The book is written is a stream of
consciousness style that chronologically highlight different ways in which Jews
entered the cultural mainstream. Simply put, in order to be accepted Jews had
to be better and more innovative than their contemporaries. Early on we see the
actress and daughter of a prostitute Sarah Bernhardt establish herself as a pop
star. He tells of how Georges Bizet’s “Carmen” was influenced by his Jewish
wife Genevieve. After Bizet’s death Genevieve would establish a Paris salon
which introduces Marcel Proust to the world. Lebrecht highlights the importance
George Eliot’s (not Jewish) novel “Daniel Deronda” in influencing jump-starting
the Zionist movement and how the Dreyfus Affair shattered the complacency of
the rising Jewish middle class.
Because Lebrecht is a music critic he
has many vignettes on Irving Berlin, George Gershwin, Leonard Bernstein, Kurt
Weil and Arnold Schoenberg, among others. Although he really doesn’t get into
the Jewish role in Hollywood he leaves space for director Michael Curtiz’s
“Casablanca.” Thus this book covers much more ground than covering the obvious
personalities of Marx, Freud, Disraeli, Trotsky and Einstein. He especially
notes the tragic figure of chemist Fritz Haber who invents the chemical
fertilizer industry but also plays a role in the development of poison gases
first for World War I and then later for the death camps.
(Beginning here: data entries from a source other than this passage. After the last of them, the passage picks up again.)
//! In-memory `ProviderClient` used by tests: deterministic, no
//! network, and able to simulate an always-failing upstream for
//! circuit-breaker and partial-failure-resilience tests.

use async_trait::async_trait;
use chrono::Utc;
use std::sync::atomic::{AtomicU32, Ordering};

use crate::domain::SourceID;
use crate::error::Error;
use crate::provider::{ProviderClient, RawField, RawRecord};

pub struct FakeProviderClient {
    source: SourceID,
    hours: u32,
    fail: bool,
    calls: AtomicU32,
}

impl FakeProviderClient {
    pub fn healthy(source: SourceID, hours: u32) -> Self {
        Self { source, hours, fail: false, calls: AtomicU32::new(0) }
    }

    pub fn always_failing(source: SourceID) -> Self {
        Self { source, hours: 0, fail: true, calls: AtomicU32::new(0) }
    }

    pub fn call_count(&self) -> u32 {
        self.calls.load(Ordering::SeqCst)
    }
}

#[async_trait]
impl ProviderClient for FakeProviderClient {
    fn source(&self) -> SourceID {
        self.source
    }

    async fn get_current(&self, lat: f64, lon: f64) -> Result<RawRecord, Error> {
        self.get_forecast(lat, lon, 1)
            .await?
            .into_iter()
            .next()
            .ok_or_else(|| Error::ProviderBadPayload("no data".into()))
    }

    async fn get_forecast(&self, _lat: f64, _lon: f64, hours: u32) -> Result<Vec<RawRecord>, Error> {
        self.calls.fetch_add(1, Ordering::SeqCst);
        if self.fail {
            return Err(Error::Transient("simulated provider outage".into()));
        }
        let n = hours.min(self.hours).max(1);
        let now = Utc::now();
        Ok((0..n)
            .map(|i| {
                let mut record = RawRecord::new();
                record.insert("timestamp", RawField::Timestamp(now + chrono::Duration::hours(i as i64)));
                record.insert("temperature", RawField::Number(20.0 + i as f64));
                record.insert("wind_speed", RawField::Number(5.0));
                record.insert("wind_direction", RawField::Number(180.0));
                record.insert("precipitation", RawField::Number(0.0));
                record
            })
            .collect())
    }
}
There are three vignettes that
especially struck me. The first is how Eliza Davis, a friend of Charles
Dickens, get him to edit out Jewish references to Fagin in his “Oliver Twist.”
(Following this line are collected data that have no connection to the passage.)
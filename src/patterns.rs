//! Detects named meteorological patterns across a unified forecast
//! series: heat/cold waves (hour-count based), frost tiers, severe
//! convection (CAPE-based, falling back to a precipitation/wind
//! proxy), and standalone extreme-heat excursions.

use std::collections::HashMap;

use chrono::{DateTime, Utc};

use crate::domain::{DetectedPattern, PatternKind, RiskLevel, UnifiedForecast};

const HEAT_WAVE_DAY_C: f64 = 35.0;
const EXTREME_HEAT_C: f64 = 40.0;
const COLD_WAVE_C: f64 = 5.0;
const FROST_C: f64 = 0.0;
const SEVERE_FROST_C: f64 = -5.0;
const FROST_HIGH_C: f64 = -2.0;
const CAPE_MODERATE: f64 = 1000.0;
const CAPE_STRONG: f64 = 2000.0;
const CAPE_EXTREME: f64 = 3000.0;
const CONVECTIVE_PRECIP_MM: f64 = 15.0;
const CONVECTIVE_WIND_MS: f64 = 15.0;

fn series_bounds(forecasts: &[UnifiedForecast]) -> (DateTime<Utc>, DateTime<Utc>) {
    let from = forecasts.iter().map(|f| f.timestamp).min().unwrap_or_else(Utc::now);
    let until = forecasts.iter().map(|f| f.timestamp).max().unwrap_or(from);
    (from, until)
}

fn max_field<F: Fn(&UnifiedForecast) -> Option<f64>>(forecasts: &[UnifiedForecast], f: F) -> Option<f64> {
    forecasts.iter().filter_map(|p| f(p)).fold(None, |acc, v| Some(acc.map_or(v, |a: f64| a.max(v))))
}

fn min_field<F: Fn(&UnifiedForecast) -> Option<f64>>(forecasts: &[UnifiedForecast], f: F) -> Option<f64> {
    forecasts.iter().filter_map(|p| f(p)).fold(None, |acc, v| Some(acc.map_or(v, |a: f64| a.min(v))))
}

fn recommendations_for(kind: PatternKind, level: RiskLevel) -> Vec<String> {
    let base: &[&str] = match kind {
        PatternKind::HeatWave => &[
            "Hidratarse frecuentemente y evitar esfuerzos al mediodía.",
            "Reprogramar actividades al aire libre para las horas de menor calor.",
        ],
        PatternKind::ColdWave => &[
            "Proteger cultivos y ganado de las bajas temperaturas sostenidas.",
            "Abrigar a personas y animales, especial atención a grupos vulnerables.",
        ],
        PatternKind::Frost => &[
            "Proteger cultivos sensibles a heladas.",
            "Verificar sistemas de calefacción y aislamiento.",
        ],
        PatternKind::SevereConvection => &[
            "Asegurar objetos sueltos y posponer actividades al aire libre.",
            "Vigilar alertas de granizo y ráfagas durante el evento.",
        ],
        PatternKind::ExtremeHeat => &[
            "Evitar exposición solar prolongada entre las 12 y las 17hs.",
            "Monitorear síntomas de golpe de calor en poblaciones vulnerables.",
        ],
    };
    let mut recs: Vec<String> = base.iter().map(|s| s.to_string()).collect();
    if level == RiskLevel::Extreme {
        recs.push("Considerar la suspensión de actividades no esenciales.".to_string());
    }
    recs
}

fn title_for(kind: PatternKind, level: RiskLevel) -> String {
    match kind {
        PatternKind::HeatWave => "Ola de Calor".to_string(),
        PatternKind::ColdWave => "Ola de Frío".to_string(),
        PatternKind::Frost => {
            if level == RiskLevel::Extreme {
                "Helada Severa".to_string()
            } else {
                "Helada".to_string()
            }
        }
        PatternKind::SevereConvection => "Tormenta Severa".to_string(),
        PatternKind::ExtremeHeat => "Calor Extremo".to_string(),
    }
}

#[allow(clippy::too_many_arguments)]
fn build_pattern(
    kind: PatternKind,
    risk_level: RiskLevel,
    confidence: f64,
    trigger_values: HashMap<String, f64>,
    thresholds_exceeded: Vec<String>,
    description: String,
    valid_from: DateTime<Utc>,
    valid_until: DateTime<Utc>,
) -> DetectedPattern {
    DetectedPattern {
        kind,
        risk_level,
        confidence,
        title: title_for(kind, risk_level),
        description,
        trigger_values,
        thresholds_exceeded,
        recommendations: recommendations_for(kind, risk_level),
        detected_at: valid_from,
        valid_from,
        valid_until,
    }
}

fn detect_heat_wave(forecasts: &[UnifiedForecast], from: DateTime<Utc>, until: DateTime<Utc>) -> Option<DetectedPattern> {
    let high_temp_hours =
        forecasts.iter().filter(|f| f.temperature_celsius.map_or(false, |t| t >= HEAT_WAVE_DAY_C)).count();
    let high_days = high_temp_hours as f64 / 24.0;
    if high_days < 2.0 {
        return None;
    }
    let max_temp = max_field(forecasts, |f| f.temperature_celsius).unwrap_or(HEAT_WAVE_DAY_C);
    let (level, confidence) = if max_temp >= EXTREME_HEAT_C || high_days >= 5.0 {
        (RiskLevel::Extreme, 0.85)
    } else if high_days >= 3.0 {
        (RiskLevel::High, 0.80)
    } else {
        (RiskLevel::Moderate, 0.70)
    };
    let mut thresholds_exceeded = vec!["heat_wave_day".to_string()];
    if max_temp >= EXTREME_HEAT_C {
        thresholds_exceeded.push("extreme_heat".to_string());
    }
    let trigger_values = HashMap::from([
        ("high_temp_hours".to_string(), high_temp_hours as f64),
        ("days_above_threshold".to_string(), high_days),
        ("max_temp".to_string(), max_temp),
    ]);
    Some(build_pattern(
        PatternKind::HeatWave,
        level,
        confidence,
        trigger_values,
        thresholds_exceeded,
        format!(
            "{high_days:.1} días con temperatura en o por encima de {HEAT_WAVE_DAY_C}C, máxima {max_temp:.1}C"
        ),
        from,
        until,
    ))
}

fn detect_cold_wave(forecasts: &[UnifiedForecast], from: DateTime<Utc>, until: DateTime<Utc>) -> Option<DetectedPattern> {
    let low_temp_hours =
        forecasts.iter().filter(|f| f.temperature_celsius.map_or(false, |t| t <= COLD_WAVE_C)).count();
    let low_days = low_temp_hours as f64 / 24.0;
    if low_days < 2.0 {
        return None;
    }
    let min_temp = min_field(forecasts, |f| f.temperature_celsius).unwrap_or(COLD_WAVE_C);
    let (level, confidence) = if min_temp <= SEVERE_FROST_C || low_days >= 5.0 {
        (RiskLevel::Extreme, 0.85)
    } else if low_days >= 3.0 {
        (RiskLevel::High, 0.80)
    } else {
        (RiskLevel::Moderate, 0.70)
    };
    let mut thresholds_exceeded = vec!["cold_wave".to_string()];
    if min_temp <= SEVERE_FROST_C {
        thresholds_exceeded.push("severe_frost".to_string());
    }
    let trigger_values = HashMap::from([
        ("low_temp_hours".to_string(), low_temp_hours as f64),
        ("days_below_threshold".to_string(), low_days),
        ("min_temp".to_string(), min_temp),
    ]);
    Some(build_pattern(
        PatternKind::ColdWave,
        level,
        confidence,
        trigger_values,
        thresholds_exceeded,
        format!(
            "{low_days:.1} días con temperatura en o por debajo de {COLD_WAVE_C}C, mínima {min_temp:.1}C"
        ),
        from,
        until,
    ))
}

fn detect_frost(forecasts: &[UnifiedForecast], from: DateTime<Utc>, until: DateTime<Utc>) -> Option<DetectedPattern> {
    let min_temp = min_field(forecasts, |f| f.temperature_celsius)?;
    if min_temp > FROST_C {
        return None;
    }
    let (level, confidence) = if min_temp <= SEVERE_FROST_C {
        (RiskLevel::Extreme, 0.90)
    } else if min_temp <= FROST_HIGH_C {
        (RiskLevel::High, 0.85)
    } else {
        (RiskLevel::Moderate, 0.80)
    };
    let mut thresholds_exceeded = vec!["frost".to_string()];
    if min_temp <= SEVERE_FROST_C {
        thresholds_exceeded.push("severe_frost".to_string());
    } else if min_temp <= FROST_HIGH_C {
        thresholds_exceeded.push("frost_high".to_string());
    }
    let trigger_values = HashMap::from([("min_temp".to_string(), min_temp)]);
    Some(build_pattern(
        PatternKind::Frost,
        level,
        confidence,
        trigger_values,
        thresholds_exceeded,
        format!("Temperatura mínima de {min_temp:.1}C"),
        from,
        until,
    ))
}

fn detect_extreme_heat(forecasts: &[UnifiedForecast], from: DateTime<Utc>, until: DateTime<Utc>) -> Option<DetectedPattern> {
    let max_temp = max_field(forecasts, |f| f.temperature_celsius)?;
    if max_temp < EXTREME_HEAT_C {
        return None;
    }
    let trigger_values = HashMap::from([("max_temp".to_string(), max_temp)]);
    Some(build_pattern(
        PatternKind::ExtremeHeat,
        RiskLevel::Extreme,
        0.90,
        trigger_values,
        vec!["extreme_heat".to_string()],
        format!("Temperatura máxima de {max_temp:.1}C"),
        from,
        until,
    ))
}

fn detect_severe_convection(forecasts: &[UnifiedForecast], from: DateTime<Utc>, until: DateTime<Utc>) -> Option<DetectedPattern> {
    let max_cape = max_field(forecasts, |f| f.cape_j_kg);
    if let Some(cape) = max_cape {
        if cape >= CAPE_MODERATE {
            let (level, confidence) = if cape >= CAPE_EXTREME {
                (RiskLevel::Extreme, 0.9)
            } else if cape >= CAPE_STRONG {
                (RiskLevel::High, 0.8)
            } else {
                (RiskLevel::Moderate, 0.7)
            };
            let trigger_values = HashMap::from([("max_cape".to_string(), cape)]);
            return Some(build_pattern(
                PatternKind::SevereConvection,
                level,
                confidence,
                trigger_values,
                vec!["cape_moderate".to_string()],
                format!("CAPE máximo de {cape:.0} J/kg"),
                from,
                until,
            ));
        }
    }

    let max_precip = max_field(forecasts, |f| f.precipitation_mm).unwrap_or(0.0);
    let max_wind = max_field(forecasts, |f| f.wind_speed_ms).unwrap_or(0.0);
    if max_precip >= CONVECTIVE_PRECIP_MM && max_wind >= CONVECTIVE_WIND_MS {
        let risk = max_precip / 50.0 + max_wind / 30.0;
        let (level, confidence) = if risk >= 1.5 {
            (RiskLevel::High, 0.6)
        } else if risk >= 1.0 {
            (RiskLevel::Moderate, 0.5)
        } else {
            return None;
        };
        let trigger_values = HashMap::from([
            ("max_precip".to_string(), max_precip),
            ("max_wind".to_string(), max_wind),
            ("risk".to_string(), risk),
        ]);
        return Some(build_pattern(
            PatternKind::SevereConvection,
            level,
            confidence,
            trigger_values,
            vec!["precip_wind_proxy".to_string()],
            format!("Precipitación {max_precip:.1}mm/h y viento {max_wind:.1}m/s sostenidos"),
            from,
            until,
        ));
    }

    None
}

/// Scans a forecast series (any horizon, any number of hours) and
/// returns every pattern detected within it.
pub fn detect(forecasts: &[UnifiedForecast]) -> Vec<DetectedPattern> {
    if forecasts.is_empty() {
        return Vec::new();
    }
    let (from, until) = series_bounds(forecasts);
    [
        detect_severe_convection(forecasts, from, until),
        detect_heat_wave(forecasts, from, until),
        detect_cold_wave(forecasts, from, until),
        detect_frost(forecasts, from, until),
        detect_extreme_heat(forecasts, from, until),
    ]
    .into_iter()
    .flatten()
    .collect()
}

#[cfg(test)]
mod tests {
    use super::*;
    use chrono::{Duration, TimeZone};
    use crate::domain::ConfidenceLevel;

    fn forecast_at(hour: u32, temp: f64) -> UnifiedForecast {
        let ts = Utc.with_ymd_and_hms(2026, 1, 1, 0, 0, 0).unwrap() + Duration::hours(hour as i64);
        UnifiedForecast {
            timestamp: ts,
            forecast_hour: hour,
            latitude: -34.6,
            longitude: -58.4,
            temperature_celsius: Some(temp),
            wind_speed_ms: None,
            wind_direction_deg: None,
            precipitation_mm: None,
            cloud_cover_pct: None,
            humidity_pct: None,
            pressure_hpa: None,
            cape_j_kg: None,
            temperature_confidence: 1.0,
            wind_confidence: 1.0,
            precipitation_confidence: 1.0,
            overall_confidence: 1.0,
            confidence_level: ConfidenceLevel::VeryHigh,
            temperature_contributions: vec![],
            wind_contributions: vec![],
            precipitation_contributions: vec![],
            sources_used: vec![],
            sources_available: 0,
            inconsistencies: vec![],
            has_significant_inconsistencies: false,
            fusion_method: "weighted_average".to_string(),
        }
    }

    #[test]
    fn detects_heat_wave_at_high() {
        let forecasts: Vec<_> = (0..72).map(|h| forecast_at(h, 36.0)).collect();
        let patterns = detect(&forecasts);
        let heat_wave = patterns.iter().find(|p| p.kind == PatternKind::HeatWave).unwrap();
        assert_eq!(heat_wave.risk_level, RiskLevel::High);
        assert!((heat_wave.confidence - 0.80).abs() < 1e-9);
    }

    #[test]
    fn two_hot_days_is_not_a_heat_wave() {
        let forecasts: Vec<_> = (0..48).map(|h| forecast_at(h, 36.0)).collect();
        let patterns = detect(&forecasts);
        assert!(!patterns.iter().any(|p| p.kind == PatternKind::HeatWave));
    }

    #[test]
    fn detects_frost_at_high_not_severe() {
        let forecasts = vec![forecast_at(0, -3.0)];
        let patterns = detect(&forecasts);
        let frost = patterns.iter().find(|p| p.kind == PatternKind::Frost).unwrap();
        assert_eq!(frost.risk_level, RiskLevel::High);
        assert!((frost.confidence - 0.85).abs() < 1e-9);
    }

    #[test]
    fn detects_severe_frost() {
        let forecasts = vec![forecast_at(0, -6.0)];
        let patterns = detect(&forecasts);
        let frost = patterns.iter().find(|p| p.kind == PatternKind::Frost).unwrap();
        assert_eq!(frost.risk_level, RiskLevel::Extreme);
    }

    #[test]
    fn severe_convection_falls_back_to_precipitation_wind_proxy() {
        let mut f = forecast_at(0, 25.0);
        f.precipitation_mm = Some(40.0);
        f.wind_speed_ms = Some(20.0);
        let patterns = detect(&[f]);
        assert!(patterns.iter().any(|p| p.kind == PatternKind::SevereConvection));
    }

    #[test]
    fn every_pattern_populates_required_fields() {
        let forecasts = vec![forecast_at(0, -6.0)];
        let patterns = detect(&forecasts);
        for p in &patterns {
            assert!(!p.trigger_values.is_empty());
            assert!(!p.thresholds_exceeded.is_empty());
            assert!(!p.recommendations.is_empty());
            assert!(!p.title.is_empty());
        }
    }
}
Second he sheds new light on the murder of Jewish diplomat Victor Arlozorov on a
Tel Aviv beach in 1934. Jabotinsky’s revisionists were initially tried and
later acquitted. Here Lebrecht fingers German intelligence agents under the
direction of Goering. Lastly he tells the very improbable, but true story, of
how Admiral Wilhelm Canaris chief of the Abwehr (German military intelligence)
gets the Lubavitcher Rebbe Yitzchak Schneersohn out of German occupied Poland
thereby enabling the sect to thrive in the United States.
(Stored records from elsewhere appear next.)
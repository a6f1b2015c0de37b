//! Process-level configuration, read from the environment.
//!
//! This core persists nothing of its own, so there is no config file
//! layer here — just the env vars a deployer sets, with the same
//! defaults the original service shipped.

use std::collections::HashMap;
use std::time::Duration;

use crate::domain::SourceID;
use crate::error::Error;

#[derive(Debug, Clone)]
pub struct BreakerSettings {
    pub failure_threshold: u32,
    pub recovery_timeout: Duration,
}

impl Default for BreakerSettings {
    fn default() -> Self {
        Self {
            failure_threshold: 5,
            recovery_timeout: Duration::from_secs(60),
        }
    }
}

#[derive(Debug, Clone)]
pub struct RetrySettings {
    pub max_attempts: u32,
    pub initial_delay: Duration,
    pub multiplier: f64,
    pub max_delay: Duration,
}

impl Default for RetrySettings {
    fn default() -> Self {
        Self {
            max_attempts: 3,
            initial_delay: Duration::from_millis(500),
            multiplier: 2.0,
            max_delay: Duration::from_secs(10),
        }
    }
}

#[derive(Debug, Clone)]
pub struct EngineConfig {
    pub wrf_smn_enabled: bool,
    pub wrf_smn_cache_ttl: Duration,
    pub windy_point_forecast_api_key: Option<String>,
    pub max_parallelism: usize,
    pub http_timeout: Duration,
    pub breaker_settings: HashMap<SourceID, BreakerSettings>,
    pub retry: RetrySettings,
}

impl Default for EngineConfig {
    fn default() -> Self {
        Self {
            wrf_smn_enabled: false,
            wrf_smn_cache_ttl: Duration::from_secs(3 * 3600),
            windy_point_forecast_api_key: None,
            max_parallelism: 4,
            http_timeout: Duration::from_secs(10),
            breaker_settings: HashMap::new(),
            retry: RetrySettings::default(),
        }
    }
}

impl EngineConfig {
    pub fn breaker_settings_for(&self, source: SourceID) -> BreakerSettings {
        self.breaker_settings
            .get(&source)
            .cloned()
            .unwrap_or_default()
    }

    /// Loads configuration from the environment, falling back to
    /// `EngineConfig::default()` values where a variable is unset.
    /// A *present but malformed* numeric override is a configuration
    /// error, surfaced eagerly rather than silently ignored.
    pub fn from_env() -> Result<Self, Error> {
        let defaults = EngineConfig::default();

        let wrf_smn_enabled = env_bool("WRF_SMN_ENABLED", defaults.wrf_smn_enabled)?;
        let wrf_smn_cache_ttl = Duration::from_secs(
            env_u64(
                "WRF_SMN_CACHE_TTL_HOURS",
                defaults.wrf_smn_cache_ttl.as_secs() / 3600,
            )? * 3600,
        );
        let windy_point_forecast_api_key = std::env::var("WINDY_POINT_FORECAST_API_KEY").ok();
        let max_parallelism =
            env_u64("MAX_PARALLELISM", defaults.max_parallelism as u64)? as usize;
        let http_timeout =
            Duration::from_secs(env_u64("HTTP_TIMEOUT_SECONDS", defaults.http_timeout.as_secs())?);

        let retry = RetrySettings {
            max_attempts: env_u64("RETRY_MAX_ATTEMPTS", defaults.retry.max_attempts as u64)?
                as u32,
            initial_delay: Duration::from_millis(env_u64(
                "RETRY_INITIAL_DELAY_MS",
                defaults.retry.initial_delay.as_millis() as u64,
            )?),
            multiplier: env_f64("RETRY_MULTIPLIER", defaults.retry.multiplier)?,
            max_delay: Duration::from_millis(env_u64(
                "RETRY_MAX_DELAY_MS",
                defaults.retry.max_delay.as_millis() as u64,
            )?),
        };

        Ok(EngineConfig {
            wrf_smn_enabled,
            wrf_smn_cache_ttl,
            windy_point_forecast_api_key,
            max_parallelism,
            http_timeout,
            breaker_settings: HashMap::new(),
            retry,
        })
    }
}

fn env_bool(key: &str, default: bool) -> Result<bool, Error> {
    match std::env::var(key) {
        Err(_) => Ok(default),
        Ok(v) => match v.trim().to_ascii_lowercase().as_str() {
            "1" | "true" | "yes" | "on" => Ok(true),
            "0" | "false" | "no" | "off" => Ok(false),
            other => Err(Error::Config(format!("{key}: invalid boolean '{other}'"))),
        },
    }
}

fn env_u64(key: &str, default: u64) -> Result<u64, Error> {
    match std::env::var(key) {
        Err(_) => Ok(default),
        Ok(v) => v
            .trim()
            .parse()
            .map_err(|_| Error::Config(format!("{key}: invalid integer '{v}'"))),
    }
}

fn env_f64(key: &str, default: f64) -> Result<f64, Error> {
    match std::env::var(key) {
        Err(_) => Ok(default),
        Ok(v) => v
            .trim()
            .parse()
            .map_err(|_| Error::Config(format!("{key}: invalid number '{v}'"))),
    }
}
I have a few minor quibbles with the
book. First Lebrecht leaves out the Talmudic injunction that Jews teach their
male children to read, making literacy an important attribute that gets
embedded into the DNA. Along with literacy, numeracy become important to
maintain the far flung trading relationships of Diaspora Jewry. And second, it
was the Gaon of Vilna who in the late 1700s opened up the yeshivas to secular
subjects that enabled Jews to catch the wave of the Enlightenment when
emancipation finally came in the 1800s.
Quibbles aside, there is much more to
Lebrecht’s marvelous book than described here. In this time of rising
antisemitism is important to remember how it was overcome.